Antigua's legal counsel during its online gambling dispute with the United States at the World Trade Organisation has been sharply critical of American motivations and Department of Justice involvement this week. Mark Mendel from Texas-based solicitors Mendel-Blumenfeld told iGaming Business that outdated impressions of online gambling by some in the US Department of Justice (DoJ) are behind America’s stance, adding that the position taken by the DoJ has been detrimental to the World Trade Organisation (WTO).

“What I have finally concluded is that this case is almost 100 percent about the DoJ,” said Mendel. “One or Casino on netmore DoJ members have been present at almost every meeting we have held with the United States over the past four years, at almost every WTO session – their footprint is big in this case.”

Mendel revealed that one DoJ representative in particular still speaks as if he is in a bad 1950s gangster film with mobsters ruling the world and buying politicians. "This may sound odd but I think that this issue, remote gambling, has been hijacked of sorts by a kind of dated old crowd in the DoJ who are still lost in the days of Bugsy Malone and smoky backrooms when gambling was run by the mob,” the lawyer said.

The Internet gambling case with the WTO had been damaging to the continued success of the organisation but that, with the European Union (EU) becoming involved, the United States will ultimately have no choice but to fold its hand.

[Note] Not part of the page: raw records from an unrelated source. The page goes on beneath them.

//! Fabric and per-mailbox configuration

use std::net::{Ipv4Addr, SocketAddrV4};

/// Upper bound on a single serialized message, across every transport.
pub const MAX_MESSAGE_LENGTH: usize = 4096;

/// Process-wide fabric configuration. Consumed once by [`Fabric::new`].
///
/// [`Fabric::new`]: crate::Fabric::new
#[derive(Debug, Clone)]
pub struct FabricConfig {
    /// Network element id stamped into addresses originated by this process
    pub neid: String,
    /// Physical coordinates of this process
    pub shelf_number: u32,
    pub slot_number: u32,
    /// Depth of every mailbox's bounded local queue
    pub queue_depth: usize,
    /// Multicast group the discovery manager announces on
    pub discovery_group: SocketAddrV4,
    /// Initial capacity of the shared MessageBuffer pool
    pub buffer_pool_size: usize,
    /// Default per-mailbox trace flag; nonzero enables frame dumps
    pub debug_value: i32,
}

impl Default for FabricConfig {
    fn default() -> Self {
        Self {
            neid: String::from("ne-0"),
            shelf_number: 0,
            slot_number: 0,
            queue_depth: 1024,
            discovery_group: SocketAddrV4::new(Ipv4Addr::new(224, 9, 9, 9), 9909),
            buffer_pool_size: 32,
            debug_value: 0,
        }
    }
}

/// Options for a group (UDP) mailbox.
#[derive(Debug, Clone)]
pub struct GroupMailboxConfig {
    /// Loop multicast sends back to joiners on the same host. Enabled by
    /// default so co-located processes see each other's traffic.
    pub multicast_loopback_enabled: bool,
    /// Hop limit, 0..=255. Default 1 keeps traffic on the local segment.
    pub multicast_ttl: u32,
    /// Interface the group is joined/sent on
    pub interface: Ipv4Addr,
}

impl Default for GroupMailboxConfig {
    fn default() -> Self {
        Self {
            multicast_loopback_enabled: true,
            multicast_ttl: 1,
            interface: Ipv4Addr::UNSPECIFIED,
        }
    }
}

/// Options for a distributed (TCP) mailbox.
#[derive(Debug, Clone)]
pub struct DistributedMailboxConfig {
    pub reuse_addr: bool,
    /// Timeout applied to proxy connect and send, in milliseconds
    pub io_timeout_ms: u64,
}

impl Default for DistributedMailboxConfig {
    fn default() -> Self {
        Self {
            reuse_addr: true,
            io_timeout_ms: 5_000,
        }
    }
}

"While Antigua is going to have to work hard and be creative to find ways to effectively retaliate against the United States, the EU won't have any trouble at all,' said Mendel. “The United States is literally facing multi-billions of trade retaliation from the EU in all sorts of trade completely unrelated to gambling. All of a sudden, for example, American exporters of auto parts, electric guitars or cotton sweaters to the EU are going to be shut or priced out of the market.

“All of those sectors stand to be sacrificed or at least severely compromised by the United States in this case. All so the United States can protect its domestic gambling industry or perhaps, even worse, to satisfy some dated little constituency in the DoJ. Simply boggles the mind."